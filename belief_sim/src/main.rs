//! Belief Simulator CLI
//!
//! Run deterministic tracking scenarios, or walk a world from a worlds file.

use belief_sim::scenarios::{ScenarioId, ScenarioPlan};
use belief_sim::{ScenarioResult, ScenarioRunner, SimConfig, SimError, SimExport, WorldLayout};
use clap::Parser;
use std::path::PathBuf;
use tracing::{error, info};
use tracing_subscriber::{EnvFilter, FmtSubscriber};

/// Belief tracking simulation CLI
#[derive(Parser, Debug)]
#[command(name = "belief-sim")]
#[command(about = "Run deterministic belief tracking simulations", long_about = None)]
struct Args {
    /// Master seed for determinism (0 = random from time)
    #[arg(short, long, default_value = "42")]
    seed: u64,

    /// Scenario to run (confirmation, absence, deletion, random_walk, crowded, obstacle_course, all)
    #[arg(short = 'S', long, default_value = "all")]
    scenario: String,

    /// Random time steps per open-ended scenario
    #[arg(long, default_value = "20")]
    steps: usize,

    /// Number of consecutive seeds to test (for CI mode)
    #[arg(long, default_value = "1")]
    seeds: usize,

    /// Hypotheses kept by the ensemble
    #[arg(long, default_value = "15")]
    max_hypotheses: usize,

    /// Worlds file to load instead of built-in scenarios
    #[arg(short, long)]
    world: Option<PathBuf>,

    /// World name inside the worlds file
    #[arg(short, long, requires = "world")]
    name: Option<String>,

    /// Verbose output
    #[arg(short, long)]
    verbose: bool,

    /// JSON output for CI parsing
    #[arg(long)]
    json: bool,

    /// Export frames of a single run to a JSON file
    #[arg(long)]
    export: Option<PathBuf>,
}

/// What a single run executes.
enum Target {
    Scenario(ScenarioId),
    World(WorldLayout),
}

impl Target {
    fn name(&self) -> &str {
        match self {
            Target::Scenario(id) => id.name(),
            Target::World(layout) => &layout.name,
        }
    }

    fn run(&self, runner: &ScenarioRunner, export: Option<&mut SimExport>) -> ScenarioResult {
        match self {
            Target::Scenario(id) => match export {
                Some(export) => runner.run_plan(id.name(), &id.plan(runner.config().steps), Some(export)),
                None => runner.run(*id),
            },
            Target::World(layout) => {
                info!("Starting world: {} (seed={})", layout.name, runner.config().seed);
                let plan = ScenarioPlan::from_layout(layout.clone(), runner.config().steps);
                runner.run_plan(&layout.name, &plan, export)
            }
        }
    }
}

fn targets(args: &Args) -> Result<Vec<Target>, SimError> {
    if let Some(path) = &args.world {
        let layouts = match &args.name {
            Some(name) => vec![WorldLayout::load(path, name)?],
            None => WorldLayout::load_all(path)?,
        };
        return Ok(layouts.into_iter().map(Target::World).collect());
    }

    if args.scenario == "all" {
        return Ok(ScenarioId::all().into_iter().map(Target::Scenario).collect());
    }
    let id = args
        .scenario
        .parse::<ScenarioId>()
        .map_err(|_| SimError::UnknownScenario(args.scenario.clone()))?;
    Ok(vec![Target::Scenario(id)])
}

fn main() {
    let args = Args::parse();

    // Initialize logging; RUST_LOG overrides the flag
    let level = if args.verbose { "debug" } else { "info" };
    let filter = EnvFilter::try_from_default_env().unwrap_or_else(|_| EnvFilter::new(level));
    let subscriber = FmtSubscriber::builder()
        .with_env_filter(filter)
        .with_writer(std::io::stderr)
        .finish();
    tracing::subscriber::set_global_default(subscriber)
        .expect("Failed to set tracing subscriber");

    if !args.json {
        info!("Belief Simulator v{}", env!("CARGO_PKG_VERSION"));
        info!("━━━━━━━━━━━━━━━━━━━━━━━━━━━━━━━━━━━━━━━━━━━━━━━━━━━━━");
    }

    let targets = match targets(&args) {
        Ok(targets) => targets,
        Err(e) => {
            eprintln!("Error: {}", e);
            std::process::exit(1);
        }
    };

    // Determine base seed
    let base_seed = if args.seed == 0 {
        std::time::SystemTime::now()
            .duration_since(std::time::UNIX_EPOCH)
            .map(|d| d.as_nanos() as u64)
            .unwrap_or(42)
    } else {
        args.seed
    };

    let config_for = |seed: u64| SimConfig {
        seed,
        max_hypotheses: args.max_hypotheses,
        steps: args.steps,
        ..SimConfig::default()
    };

    // Handle --export mode
    if let Some(export_path) = &args.export {
        if targets.len() != 1 || args.seeds > 1 {
            eprintln!("Error: --export only supports a single scenario and seed");
            std::process::exit(1);
        }
        let target = &targets[0];
        let runner = ScenarioRunner::new(config_for(base_seed));
        let mut export = SimExport::new(target.name(), base_seed);
        let result = target.run(&runner, Some(&mut export));

        if let Err(e) = export.write_to_file(export_path) {
            error!("Failed to write export: {}", e);
            std::process::exit(1);
        }
        info!("Exported {} frames to {}", export.frames.len(), export_path.display());

        if !result.passed {
            error!(
                "✗ {} FAILED: {}",
                target.name(),
                result.failure_reason.as_deref().unwrap_or("unknown")
            );
            std::process::exit(1);
        }
        info!("✓ {} (seed={}) PASSED", target.name(), base_seed);
        return;
    }

    // Run simulations
    let mut all_results: Vec<ScenarioResult> = Vec::new();
    let mut failed_count = 0;

    for seed_offset in 0..args.seeds {
        let seed = base_seed.wrapping_add(seed_offset as u64);
        let runner = ScenarioRunner::new(config_for(seed));

        for target in &targets {
            let result = target.run(&runner, None);

            if !args.json {
                if result.passed {
                    info!(
                        "✓ {} (seed={}) PASSED | brier={:.4} | hypotheses peak={}",
                        target.name(),
                        seed,
                        result.brier_score.unwrap_or(f64::NAN),
                        result.metrics.peak_hypotheses
                    );
                } else {
                    error!(
                        "✗ {} (seed={}) FAILED: {}",
                        target.name(),
                        seed,
                        result.failure_reason.as_deref().unwrap_or("unknown")
                    );
                }
            }

            if !result.passed {
                failed_count += 1;
            }
            all_results.push(result);
        }
    }

    // Summary
    let total = all_results.len();
    let passed = total - failed_count;

    if args.json {
        let summary = serde_json::json!({
            "total": total,
            "passed": passed,
            "failed": failed_count,
            "results": all_results.iter().map(|r| {
                serde_json::json!({
                    "scenario": r.scenario,
                    "seed": r.seed,
                    "passed": r.passed,
                    "steps": r.total_steps,
                    "brier_score": r.brier_score,
                    "peak_hypotheses": r.metrics.peak_hypotheses,
                    "expected_particles": r.metrics.expected_particles,
                    "true_particles": r.metrics.true_particles,
                    "failure_reason": r.failure_reason,
                })
            }).collect::<Vec<_>>(),
        });
        match serde_json::to_string_pretty(&summary) {
            Ok(text) => println!("{}", text),
            Err(e) => {
                eprintln!("Error: {}", e);
                std::process::exit(1);
            }
        }
    } else {
        info!("");
        info!("━━━━━━━━━━━━━━━━━━━━━━━━━━━━━━━━━━━━━━━━━━━━━━━━━━━━━");

        if failed_count == 0 {
            info!("✅ All {} scenario runs passed!", total);
        } else {
            error!("❌ {}/{} scenario runs failed!", failed_count, total);
            for result in all_results.iter().filter(|r| !r.passed) {
                error!(
                    "  - {} seed={}: {}",
                    result.scenario,
                    result.seed,
                    result.failure_reason.as_deref().unwrap_or("unknown")
                );
            }
        }
    }

    // Exit with proper code for CI
    if failed_count > 0 {
        std::process::exit(1);
    }
}
//! Error types for the belief tracking engine.

use thiserror::Error;

use crate::grid::Coord;

/// Errors raised by belief fields, hypotheses and the ensemble.
///
/// `EmptyArea`, `OutOfBounds` and `DimensionMismatch` reject malformed input.
/// The remaining variants signal a broken internal invariant and stop the
/// offending event.
#[derive(Debug, Clone, PartialEq, Error)]
pub enum BeliefError {
    #[error("Area must contain at least one cell")]
    EmptyArea,

    #[error("Cell {cell} is outside the {height}x{width} grid")]
    OutOfBounds {
        cell: Coord,
        height: usize,
        width: usize,
    },

    #[error("Grid dimensions do not match: expected {expected:?}, got {actual:?}")]
    DimensionMismatch {
        expected: (usize, usize),
        actual: (usize, usize),
    },

    #[error("Observation at {cell} excludes a field that is certain to be there")]
    InfeasibleObservation { cell: Coord },

    #[error("Cannot remove all probability mass at {cell}")]
    SingularRescale { cell: Coord },

    #[error("Cannot merge a hypothesis with {theirs} fields into one with {ours}")]
    ShapeMismatch { ours: usize, theirs: usize },

    #[error("Ensemble has no hypothesis with positive weight")]
    EmptyEnsemble,
}
//! A single weighted hypothesis about which particles exist and where.
//!
//! A [`Hypothesis`] owns one [`BeliefField`] per particle it believes in plus
//! an existence weight, meaningful relative to the rest of its ensemble.
//! Observations and deletions that admit several explanations split it into
//! children, one per explanation; each child is an independent deep copy.

use nalgebra::DMatrix;
use serde::{Deserialize, Serialize};
use std::cell::OnceCell;
use std::cmp::Ordering;
use std::collections::hash_map::{Entry, HashMap};
use tracing::trace;

use crate::belief_field::{distinct_cells, BeliefField};
use crate::canonical::HypothesisKey;
use crate::error::BeliefError;
use crate::grid::{Coord, GridShape, Topology};
use crate::selection::{admissible_selections, Selection};

#[derive(Debug, Clone, Serialize, Deserialize)]
pub struct Hypothesis {
    /// Grid every owned field lives on
    shape: GridShape,

    /// Existence weight (relative to the ensemble)
    weight: f64,

    /// One field per believed particle
    fields: Vec<BeliefField>,

    /// Cached noisy-OR occupancy grid
    #[serde(skip)]
    occupancy: OnceCell<DMatrix<f64>>,

    /// Cached `weight * Σ field.information()`
    #[serde(skip)]
    information: OnceCell<f64>,
}

impl Hypothesis {
    /// Creates a hypothesis that believes in no particles.
    pub fn new(shape: GridShape, weight: f64) -> Self {
        Self::with_fields(shape, weight, Vec::new())
    }

    /// Creates a hypothesis from prepared fields.
    pub fn with_fields(shape: GridShape, weight: f64, fields: Vec<BeliefField>) -> Self {
        Self {
            shape,
            weight,
            fields,
            occupancy: OnceCell::new(),
            information: OnceCell::new(),
        }
    }

    pub fn shape(&self) -> GridShape {
        self.shape
    }

    pub fn weight(&self) -> f64 {
        self.weight
    }

    pub(crate) fn set_weight(&mut self, weight: f64) {
        self.weight = weight;
        self.information.take();
    }

    pub fn fields(&self) -> &[BeliefField] {
        &self.fields
    }

    pub fn field_count(&self) -> usize {
        self.fields.len()
    }

    fn invalidate(&mut self) {
        self.occupancy.take();
        self.information.take();
    }

    // ========================================================================
    // QUERIES
    // ========================================================================

    /// Probability that at least one believed particle occupies `cell`.
    ///
    /// Folds the fields left as a noisy-OR: `acc += (1 - acc) * p`.
    pub fn probability(&self, cell: Coord) -> f64 {
        self.occupancy()
            .get((cell.row, cell.col))
            .copied()
            .unwrap_or(0.0)
    }

    fn occupancy(&self) -> &DMatrix<f64> {
        self.occupancy.get_or_init(|| {
            let mut acc = DMatrix::zeros(self.shape.height, self.shape.width);
            for field in &self.fields {
                acc.zip_apply(field.as_matrix(), |a, p| *a += (1.0 - *a) * p);
            }
            acc
        })
    }

    /// `weight * Σ field.information()`.
    pub fn information(&self) -> f64 {
        *self.information.get_or_init(|| {
            let total: f64 = self.fields.iter().map(BeliefField::information).sum();
            self.weight * total
        })
    }

    /// Ranks hypotheses by information, most informative first.
    pub fn by_information(a: &Hypothesis, b: &Hypothesis) -> Ordering {
        b.information().total_cmp(&a.information())
    }

    /// Aggregate similarity in [0, 1].
    ///
    /// Fields of `other` are greedily paired with their most similar unpaired
    /// field here; the Bhattacharyya coefficients of the pairs are summed and
    /// divided by the larger field count. Two empty hypotheses are identical.
    pub fn similarity(&self, other: &Hypothesis) -> f64 {
        let larger = self.fields.len().max(other.fields.len());
        if larger == 0 {
            return 1.0;
        }
        let paired: f64 = self.pair_fields(other).iter().map(|(_, s)| s).sum();
        paired / larger as f64
    }

    /// Canonical key: the multiset of this hypothesis' field keys.
    pub fn key(&self) -> HypothesisKey {
        HypothesisKey::new(self.fields.iter().map(BeliefField::key).collect())
    }

    /// Greedy pairing of `other`'s fields with fields of `self`.
    ///
    /// Entry `k` is `(index into self.fields, similarity)` for `other.fields[k]`.
    /// Ties go to the first candidate found. Pairing stops once every field of
    /// `self` is taken.
    fn pair_fields(&self, other: &Hypothesis) -> Vec<(usize, f64)> {
        let mut free: Vec<usize> = (0..self.fields.len()).collect();
        let mut pairs = Vec::with_capacity(other.fields.len());

        for theirs in &other.fields {
            let mut best: Option<(usize, f64)> = None;
            for (slot, &mine) in free.iter().enumerate() {
                let similarity = self.fields[mine].similarity(theirs);
                if best.map_or(true, |(_, top)| similarity > top) {
                    best = Some((slot, similarity));
                }
            }
            match best {
                Some((slot, similarity)) => pairs.push((free.remove(slot), similarity)),
                None => break,
            }
        }
        pairs
    }

    // ========================================================================
    // EVENTS
    // ========================================================================

    /// Adds a particle known to be somewhere in `area`.
    pub fn add_distribution(&mut self, area: &[Coord]) -> Result<(), BeliefError> {
        self.fields.push(BeliefField::uniform(self.shape, area)?);
        self.invalidate();
        Ok(())
    }

    /// Diffuses every field by one random-walk step.
    pub fn simulate_time_step<T: Topology + ?Sized>(&mut self, topology: &T) {
        for field in &mut self.fields {
            field.diffuse(topology);
        }
        self.invalidate();
    }

    /// One particle vanished somewhere in `area`: which one?
    ///
    /// Each field's mass inside `area`, normalized over all fields, is the
    /// probability that it was the deleted particle. Every field with nonzero
    /// probability yields a child without that field, weighted accordingly.
    /// A hypothesis with no mass in `area` yields no children.
    pub fn split_after_deletion(&self, area: &[Coord]) -> Result<Vec<Hypothesis>, BeliefError> {
        let area: Vec<Coord> = distinct_cells(self.shape, area)?.into_iter().collect();
        let masses: Vec<f64> = self.fields.iter().map(|f| f.mass_within(&area)).collect();
        let total: f64 = masses.iter().sum();
        if total <= 0.0 {
            return Ok(Vec::new());
        }

        let children: Vec<Hypothesis> = masses
            .iter()
            .enumerate()
            .filter_map(|(index, mass)| {
                let share = mass / total;
                if share == 0.0 {
                    return None;
                }
                let mut child = self.clone();
                child.fields.remove(index);
                child.set_weight(self.weight * share);
                child.invalidate();
                Some(child)
            })
            .collect();

        trace!(
            fields = self.fields.len(),
            children = children.len(),
            "split after deletion"
        );
        Ok(children)
    }

    /// Exactly `count` particles sit on `cell`: which fields are they?
    ///
    /// Every admissible selection of fields (see [`admissible_selections`])
    /// yields a child in which the selected fields collapse onto `cell` and
    /// every other field loses its mass there. Children with identical field
    /// sets are collapsed into one and their weights summed.
    pub fn split_after_observation(
        &self,
        cell: Coord,
        count: usize,
    ) -> Result<Vec<Hypothesis>, BeliefError> {
        let cell = self.shape.check(cell)?;
        let mut base = self.clone();
        for field in &mut base.fields {
            field.normalize();
        }
        base.invalidate();

        let probabilities: Vec<f64> = base.fields.iter().map(|f| f.probability(cell)).collect();
        let selections = admissible_selections(&probabilities, count);

        let mut children: Vec<Hypothesis> = Vec::new();
        let mut seen: HashMap<HypothesisKey, usize> = HashMap::new();

        for selection in &selections {
            let mut child = base.explain(cell, selection)?;
            let contribution = base.weight * selection.likelihood;

            match seen.entry(child.key()) {
                Entry::Occupied(slot) => {
                    let existing = &mut children[*slot.get()];
                    existing.set_weight(existing.weight + contribution);
                }
                Entry::Vacant(slot) => {
                    slot.insert(children.len());
                    child.set_weight(contribution);
                    children.push(child);
                }
            }
        }

        trace!(
            %cell,
            count,
            selections = selections.len(),
            children = children.len(),
            "split after observation"
        );
        Ok(children)
    }

    /// Child in which exactly the selected fields are on `cell`.
    fn explain(&self, cell: Coord, selection: &Selection) -> Result<Hypothesis, BeliefError> {
        let mut child = self.clone();
        for &index in &selection.members {
            child.fields[index].concentrate_at(cell)?;
        }
        child.observe_absence(cell, selection)?;
        child.invalidate();
        Ok(child)
    }

    /// Removes the mass at `cell` from every field outside `except`.
    fn observe_absence(&mut self, cell: Coord, except: &Selection) -> Result<(), BeliefError> {
        for (index, field) in self.fields.iter_mut().enumerate() {
            if except.contains(index) {
                continue;
            }
            field.normalize();
            if field.probability(cell) >= 1.0 {
                return Err(BeliefError::InfeasibleObservation { cell });
            }
            field.vanish_from(cell)?;
        }
        Ok(())
    }

    /// Absorbs `other` into this hypothesis.
    ///
    /// Each field of `other` is mixed into its most similar unpaired field
    /// here with proportion `other.weight / self.weight`; the weights add up.
    pub fn merge_in(&mut self, other: &Hypothesis) -> Result<(), BeliefError> {
        if other.fields.len() > self.fields.len() {
            return Err(BeliefError::ShapeMismatch {
                ours: self.fields.len(),
                theirs: other.fields.len(),
            });
        }

        let proportion = if self.weight > 0.0 {
            other.weight / self.weight
        } else {
            1.0
        };
        let pairs = self.pair_fields(other);
        for (theirs, (mine, _)) in other.fields.iter().zip(pairs) {
            self.fields[mine].merge_in(theirs, proportion)?;
        }

        self.weight += other.weight;
        self.invalidate();
        Ok(())
    }
}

_Your instructions_
In the listing, find each line with the string "weights" and copy it.

_Completed task_
    /// sets are collapsed into one and their weights summed.
    /// here with proportion `other.weight / self.weight`; the weights add up.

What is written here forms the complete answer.